Top of Source material

//! Benchmarks for vector-migrate hot paths.
//!
//! Run with: cargo bench -p vector-migrate

#![allow(clippy::pedantic)]

use criterion::{black_box, criterion_group, criterion_main, BenchmarkId, Criterion};
use std::sync::Arc;

use vector_migrate::connectors::common::parse_vector_from_json;
use vector_migrate::connectors::memory::MemoryStore;
use vector_migrate::connectors::{CollectionDescriptor, Distance, Payload, Record};
use vector_migrate::retry::RetryConfig;
use vector_migrate::transform::{FieldExtraction, TransformConfig};
use vector_migrate::{MigrationPlan, Pipeline, ProgressTracker, Transformer};

fn incident_record(id: u64, dim: usize) -> Record {
    let payload = serde_json::json!({
        "embedding_text": "Ransomware attack on regional hospital network",
        "metadata": {
            "source_file": "incidents_2024.json",
            "original_record": {
                "description": "A".repeat(2000),
                "title": "Hospital ransomware",
                "severity": "high",
                "organization": "Regional Health",
            }
        }
    });
    let payload: Payload = match payload {
        serde_json::Value::Object(map) => map,
        _ => Payload::new(),
    };
    Record::new(id, vec![0.01; dim], payload)
}

fn loader_transform() -> TransformConfig {
    TransformConfig {
        extract: vec![
            FieldExtraction {
                target: "content".to_string(),
                candidates: vec![
                    "metadata.original_record.description".to_string(),
                    "metadata.original_record.text".to_string(),
                    "embedding_text".to_string(),
                ],
                default: serde_json::json!(""),
                max_chars: Some(1000),
            },
            FieldExtraction {
                target: "metadata.title".to_string(),
                candidates: vec!["metadata.original_record.title".to_string()],
                default: serde_json::json!(""),
                max_chars: None,
            },
        ],
        exclude_fields: vec!["metadata".to_string()],
        ..TransformConfig::default()
    }
}

/// Benchmark the loader-style payload transformation on one batch.
fn bench_transform_batch(c: &mut Criterion) {
    let transformer = Transformer::new(loader_transform());
    let batch: Vec<Record> = (0..100).map(|i| incident_record(i, 1536)).collect();

    c.bench_function("transform_batch_100", |b| {
        b.iter(|| black_box(transformer.transform_batch(batch.clone())))
    });
}

/// Benchmark vector parsing from JSON by dimension.
fn bench_parse_vector(c: &mut Criterion) {
    let mut group = c.benchmark_group("parse_vector_by_dimension");
    for dim in [384, 768, 1536, 3072] {
        let value = serde_json::json!(vec![0.001_f32; dim]);
        group.bench_with_input(BenchmarkId::new("dimension", dim), &value, |b, v| {
            b.iter(|| black_box(parse_vector_from_json(v, "vector")))
        });
    }
    group.finish();
}

/// Benchmark the progress computation done after every batch.
fn bench_progress_update(c: &mut Criterion) {
    c.bench_function("progress_update", |b| {
        b.iter(|| {
            black_box(ProgressTracker::update(
                black_box(50_000),
                black_box(1_000_000),
                black_box(12.5),
            ))
        })
    });
}

/// Benchmark a full in-memory migration by worker count.
fn bench_pipeline_memory(c: &mut Criterion) {
    let runtime = tokio::runtime::Runtime::new().expect("runtime");
    let records: Vec<Record> = (0..2_000).map(|i| incident_record(i, 128)).collect();
    let source = MemoryStore::with_collection(
        CollectionDescriptor::new("incidents", 128, Distance::Cosine),
        records,
    );

    let mut group = c.benchmark_group("pipeline_memory_2000");
    group.sample_size(20);
    for workers in [1, 2, 4] {
        group.bench_with_input(BenchmarkId::new("workers", workers), &workers, |b, &w| {
            b.to_async(&runtime).iter(|| {
                let source = source.clone();
                async move {
                    let mut plan = MigrationPlan::new("incidents");
                    plan.workers = w;
                    plan.max_in_flight = w;
                    plan.retry = RetryConfig::no_retry();
                    plan.transform = loader_transform();
                    let pipeline =
                        Pipeline::new(Arc::new(source), Arc::new(MemoryStore::new()), plan);
                    black_box(pipeline.run().await.is_ok())
                }
            })
        });
    }
    group.finish();
}

criterion_group!(
    benches,
    bench_transform_batch,
    bench_parse_vector,
    bench_progress_update,
    bench_pipeline_memory
);
criterion_main!(benches);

Bottom of Source material

Wherever a line in the data above holds "metadata", copy that line.

_Task response_.
        "metadata": {
                    "metadata.original_record.description".to_string(),
                    "metadata.original_record.text".to_string(),
                target: "metadata.title".to_string(),
                candidates: vec!["metadata.original_record.title".to_string()],
        exclude_fields: vec!["metadata".to_string()],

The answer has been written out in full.